Reduce cs_main scope, guard block index 'nFile' under a local mutex (refactoring, resource usage)

https://github.com/bitcoin/bitcoin/pull/27006

Host: stickies-v  -  PR author: furszy

The PR branch HEAD was acddd4204654812a0e741e04a758be0f362c5ccb at the time of this review club meeting.

Notes

  • Once a block is fully validated, it is saved to disk in one of the blk<nFile>.dat files in your datadir.

  • Blocks are received, validated and stored in an unpredictable order (and not sequentially based on block height), so we need to keep track of which file each block is stored in, in order to be able to access it quickly. This is tracked in CBlockIndex by its members nFile nDataPos and nUndoPos. In master, all of these members are guarded by the ::cs_main mutex. We have discussed how blocks are downloaded and stored in previous meetings #24858 and #25880.

  • ::cs_main is a recursive mutex which is used to ensure that validation is carried out in an atomic way. Although in recent years a lot of effort has been made to reduce usage of ::cs_main, it is still heavily used across the codebase.

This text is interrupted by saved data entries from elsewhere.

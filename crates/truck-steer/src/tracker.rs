//! The pivot the truck steers towards.

use glam::{Vec2, Vec3};

use crate::pick::{HitResult, PickCamera, cast_ray};
use crate::shape::Intersect;

/// Holds the pivot and updates it from pointer movement over the ground.
#[derive(Clone, Copy, Debug, PartialEq)]
pub struct TargetTracker {
    pivot: Vec3,
}

impl TargetTracker {
    /// Start with the pivot at `initial`.
    pub fn new(initial: Vec3) -> Self {
        Self { pivot: initial }
    }

    /// A pivot directly at the truck's own position, so the first frames
    /// leave its heading alone.
    pub fn beneath(vehicle_position: Vec3) -> Self {
        Self::new(vehicle_position)
    }

    pub fn pivot(&self) -> Vec3 {
        self.pivot
    }

    /// Where a ground marker of the given rest height should stand.
    pub fn marker_position(&self, rest_height: f32) -> Vec3 {
        Vec3::new(self.pivot.x, rest_height, self.pivot.z)
    }

    /// Handle a pointer move: pick the ground and retarget on a hit.
    ///
    /// The pivot's height is pinned to `vehicle_height` whatever the ground's
    /// height at the hit, keeping steering planar. A miss leaves the pivot
    /// unchanged.
    pub fn on_pointer_move(
        &mut self,
        pointer_ndc: Vec2,
        camera: &PickCamera,
        ground: &[&dyn Intersect],
        vehicle_height: f32,
    ) -> HitResult {
        let hit = cast_ray(pointer_ndc, camera, ground);
        if let Some(point) = hit.point() {
            self.retarget(point, vehicle_height);
        }
        hit
    }

    /// Move the pivot over a ground point.
    pub fn retarget(&mut self, ground_point: Vec3, vehicle_height: f32) {
        self.pivot = Vec3::new(ground_point.x, vehicle_height, ground_point.z);
        tracing::trace!(pivot = ?self.pivot, "pivot moved");
    }
}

  • Having a single (global) mutex can allow for reduced code complexity and simplify reasoning about race conditions. However, it often also leads to (sometimes significant) performance issues when multiple threads are waiting for the same mutex even though they don’t need synchronization and are not accessing any of the same variables.

Questions

  1. Did you review the PR? Concept ACK, approach ACK, tested ACK, or NACK? What was your review approach?

  2. SharedLock is added as a new mutex type to complement the UniqueLock we already have. Why does a UniqueLock not suffice here? How are the implementations of UniqueLock and SharedLock different?

  3. Do you expect this PR to have any visible impact on performance? If so, for which process(es) (in a very general sense) and by how much (order of magnitude)? Were you able to verify/benchmark this in practice?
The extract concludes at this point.